Intel has announced a new processor with 144 cores designed for simple data-center tasks in a power-efficient manner.
Called Sierra Forest, the Xeon processor is part of the Intel E-Core (Efficiency Core) lineup that that forgoes advanced features such as AVX-512 that require more powerful cores. AVX-512 is Intel Advanced Vector Extensions 512, “a set of new instructions that can accelerate performance for workloads and usages such as scientific simulations, financial analytics, artificial intelligence (AI)/deep learning, 3D modeling and analysis, image and audio/video processing, cryptography and data compression,” according to Intel.
Sierra Forest signals a shift for Intel that splits its data-center product line into two branches, the E-Core and the P-Core (Performance Core), which is the traditional Xeon data-center design that uses high-performance cores.
Sierra Forest’s 144 cores plays out Intel’s belief that x86 CPU revenue will follow core trends more closely than socket trends in the coming years, said Sandra Rivera, executive vice president and general manager of the data center and AI group at Intel speaking at a briefing for data-center and AI investors. She said Intel sees a market opportunity of more than $110 billion for its data-center and AI silicon business by 2027.
In a way, Sierra Forest is not unlike what Ampere is doing with its Altra processors and AMD is doing with its Bergamo line, with lots of small, efficient cores for simpler workloads. Like Ampere, Intel is targeting the cloud where lots of virtual machines perform non-intensive tasks like running containers.
Intel plans to release Sierra Forest in the first half of 2024.
Intel also announced Sierra Forest’s successor, Clearwater Forest. It didn’t go into details beyond the release date in 2025 timeframe and that it will use the 18A process to build the chip. This will be the first Xeon chip with the 18A process, which is basically 1.8 nanometers. That indicates that Intel is on track to deliver on the roadmap set down by CEO Pat Gelsinger in 2021.
Emerald Rapids and Granite Rapids Xeons are scheduled.
Intel newest Xeon, Sapphire Rapids, was released in January and already has Q4 2023 set as the release date for its successor, Emerald Rapids. It will offer faster performance, better power efficiency, and more cores than Sapphire Rapids, and will be socket-compatible with it. That means faster validation by OEM partners making servers since they can use the current socket.

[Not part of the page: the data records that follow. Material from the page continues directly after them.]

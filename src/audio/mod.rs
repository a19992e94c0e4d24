pub mod backend;
pub mod encoder;
pub mod file;
pub mod mixer;
pub mod routing;

pub use backend::{
    AudioFrame, AudioOutput, AudioStreamSource, DeviceError, DeviceErrorKind, MediaDevices,
    MediaStream, MediaTrack, PlaybackSink, StreamFormat,
};
pub use encoder::{
    negotiate_mime_type, Encoder, EncoderError, EncoderFactory, WavEncoder, WavEncoderFactory,
    WAV_MIME_TYPE,
};
pub use file::AudioFile;
pub use mixer::{AudioMixer, MixerConfig};
pub use routing::RoutingNode;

After that comes Granite Rapids in 2024. During the briefin Rivera demoed a dual-socket server running a pre-rele version of Granite Rapids, with an incredible 1.5 TB/s of DDR5 memory bandwidth. For perspective, Nvidia’s Grace CPU superchip has 960 GB/s and AMD’s Genoa generation of Epyc processor has a theoretical peak of 920 GB/s.
The demo featured for the first time a new type of memory Intel developed with SK Hynix called DDR5-8800 Multiplexer Combined Rank (MCR) DRAM. This memory is bandwidth-optimized and is much faster than traditional DRAM. MCR starts at 8000 megatransfers (MT) per second, well above the 6400 MT/s of DDR5 and 3200 MT/s of DDR4.

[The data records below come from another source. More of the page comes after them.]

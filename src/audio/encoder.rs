use std::io::{self, Cursor, Seek, SeekFrom, Write};
use std::sync::{Arc, Mutex, MutexGuard};
use thiserror::Error;
use tracing::{info, warn};

use super::backend::{AudioFrame, StreamFormat};

#[derive(Debug, Error)]
pub enum EncoderError {
    #[error("Unsupported MIME type: {0}")]
    Unsupported(String),

    #[error("Stream format changed mid-recording: expected {expected_rate}Hz/{expected_channels}ch, got {actual_rate}Hz/{actual_channels}ch")]
    FormatChanged {
        expected_rate: u32,
        expected_channels: u16,
        actual_rate: u32,
        actual_channels: u16,
    },

    #[error("Encoder already finalized")]
    Finalized,

    #[error("WAV encoding failed: {0}")]
    Wav(#[from] hound::Error),

    #[error("Encoder buffer unavailable: {0}")]
    Buffer(#[from] io::Error),

    #[error("{0}")]
    Failed(String),
}

/// Streaming audio encoder producing a container byte stream
///
/// `encode` may emit chunks as data becomes available; `finalize` consumes the
/// encoder and returns the trailing bytes. Concatenating every emitted chunk
/// followed by the final bytes yields the complete file.
pub trait Encoder: Send {
    fn mime_type(&self) -> &str;

    fn encode(&mut self, frame: &AudioFrame) -> Result<Option<Vec<u8>>, EncoderError>;

    fn finalize(self: Box<Self>) -> Result<Vec<u8>, EncoderError>;
}

/// Encoder capability provider
pub trait EncoderFactory: Send + Sync {
    fn is_type_supported(&self, mime_type: &str) -> bool;

    /// MIME type used when none of the preferred types is supported
    fn default_mime_type(&self) -> &str;

    fn create(
        &self,
        mime_type: &str,
        format: StreamFormat,
    ) -> Result<Box<dyn Encoder>, EncoderError>;
}

/// Pick the first supported preferred type, falling back to the factory default
pub fn negotiate_mime_type(factory: &dyn EncoderFactory, preferred: &[String]) -> String {
    for mime_type in preferred {
        if factory.is_type_supported(mime_type) {
            return mime_type.clone();
        }
        warn!("{} is not supported, trying next option", mime_type);
    }

    let fallback = factory.default_mime_type().to_string();
    info!("Using encoder default: {}", fallback);
    fallback
}

/// In-memory write target shared between the WAV writer and the encoder
///
/// hound consumes its writer on finalize, so the bytes are read back through
/// a second handle.
#[derive(Clone, Default)]
struct SharedBuffer(Arc<Mutex<Cursor<Vec<u8>>>>);

impl SharedBuffer {
    fn lock(&self) -> io::Result<MutexGuard<'_, Cursor<Vec<u8>>>> {
        self.0
            .lock()
            .map_err(|_| io::Error::new(io::ErrorKind::Other, "encoder buffer poisoned"))
    }

    fn take_bytes(&self) -> io::Result<Vec<u8>> {
        let mut cursor = self.lock()?;
        Ok(std::mem::take(cursor.get_mut()))
    }
}

impl Write for SharedBuffer {
    fn write(&mut self, buf: &[u8]) -> io::Result<usize> {
        self.lock()?.write(buf)
    }

    fn flush(&mut self) -> io::Result<()> {
        self.lock()?.flush()
    }
}

impl Seek for SharedBuffer {
    fn seek(&mut self, pos: SeekFrom) -> io::Result<u64> {
        self.lock()?.seek(pos)
    }
}

pub const WAV_MIME_TYPE: &str = "audio/wav";
const WAV_MIME_ALIASES: [&str; 3] = ["audio/wav", "audio/wave", "audio/x-wav"];

/// 16-bit PCM WAV encoder
pub struct WavEncoder {
    mime_type: String,
    format: StreamFormat,
    buffer: SharedBuffer,
    writer: Option<hound::WavWriter<SharedBuffer>>,
    samples_written: usize,
}

impl WavEncoder {
    pub fn new(mime_type: &str, format: StreamFormat) -> Result<Self, EncoderError> {
        let spec = hound::WavSpec {
            channels: format.channels,
            sample_rate: format.sample_rate,
            bits_per_sample: 16,
            sample_format: hound::SampleFormat::Int,
        };

        let buffer = SharedBuffer::default();
        let writer = hound::WavWriter::new(buffer.clone(), spec)?;

        Ok(Self {
            mime_type: mime_type.to_string(),
            format,
            buffer,
            writer: Some(writer),
            samples_written: 0,
        })
    }

    pub fn samples_written(&self) -> usize {
        self.samples_written
    }
}

impl Encoder for WavEncoder {
    fn mime_type(&self) -> &str {
        &self.mime_type
    }

    fn encode(&mut self, frame: &AudioFrame) -> Result<Option<Vec<u8>>, EncoderError> {
        if frame.format() != self.format {
            return Err(EncoderError::FormatChanged {
                expected_rate: self.format.sample_rate,
                expected_channels: self.format.channels,
                actual_rate: frame.sample_rate,
                actual_channels: frame.channels,
            });
        }

        let writer = self.writer.as_mut().ok_or(EncoderError::Finalized)?;
        for &sample in &frame.samples {
            writer.write_sample(sample)?;
        }

        self.samples_written += frame.samples.len();

        // The RIFF header carries the data length, so nothing is emitted
        // until finalize
        Ok(None)
    }

    fn finalize(mut self: Box<Self>) -> Result<Vec<u8>, EncoderError> {
        let writer = self.writer.take().ok_or(EncoderError::Finalized)?;
        writer.finalize()?;

        info!(
            "WAV encoder finalized: {} samples ({}Hz, {} channels)",
            self.samples_written, self.format.sample_rate, self.format.channels
        );

        Ok(self.buffer.take_bytes()?)
    }
}

/// Encoder factory backed by hound; only WAV is supported
#[derive(Debug, Clone, Copy, Default)]
pub struct WavEncoderFactory;

impl EncoderFactory for WavEncoderFactory {
    fn is_type_supported(&self, mime_type: &str) -> bool {
        let essence = mime_type.split(';').next().unwrap_or("").trim();
        WAV_MIME_ALIASES.contains(&essence)
    }

    fn default_mime_type(&self) -> &str {
        WAV_MIME_TYPE
    }

    fn create(
        &self,
        mime_type: &str,
        format: StreamFormat,
    ) -> Result<Box<dyn Encoder>, EncoderError> {
        if !self.is_type_supported(mime_type) {
            return Err(EncoderError::Unsupported(mime_type.to_string()));
        }

        Ok(Box::new(WavEncoder::new(mime_type, format)?))
    }
}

Intel also discussed non-x86 parts, like FPGAs, GPUs, and purpose-built accelerators. Intel said it would launch 15 new FPGAs in 2023, the most ever in a single year. It did not go into detail on how the FPGAs would be positioned in the marketplace.
Is Intel competing With CUDA?
One of the key advantages that Nvidia has had has been its GPU programming language called CUDA, which allows developers to program directly to the GPU rather than through libraries. AMD and Intel have had no alternative up to now, but it sounds like Intel is working on one.
At the briefing, Greg Lavender, Intel’s Chief Technology Officer and general manager of the software and advanced technology group, set down his software vision for the company. “One of my priorities is to drive a holistic and end-to-end systems-level approach to AI software at Intel. We have the accelerated heterogeneous hardware ready today to meet customer needs. The key to unlocking that value in the hardware is driving scale through software,” he said.
To achieve “the democratization of AI,” Intel is developing an open-AI software ecosystem, he said, enabling software optimizations upstream to AI frameworks like PyTorch and TensorFlow and machine learning frameworks to promote programmability, portability, and ecosystem adoption.
In May 2022, Intel released an open-source toolkit called Cyclomatic to help developers more easily migrate their code from CUDA to its Data Parallel C++ for Intel platforms. Lavender said the tool is typically able to migrate 90% of CUDA source code automatically to the C++ source code, leaving very little for programmers to tune manually.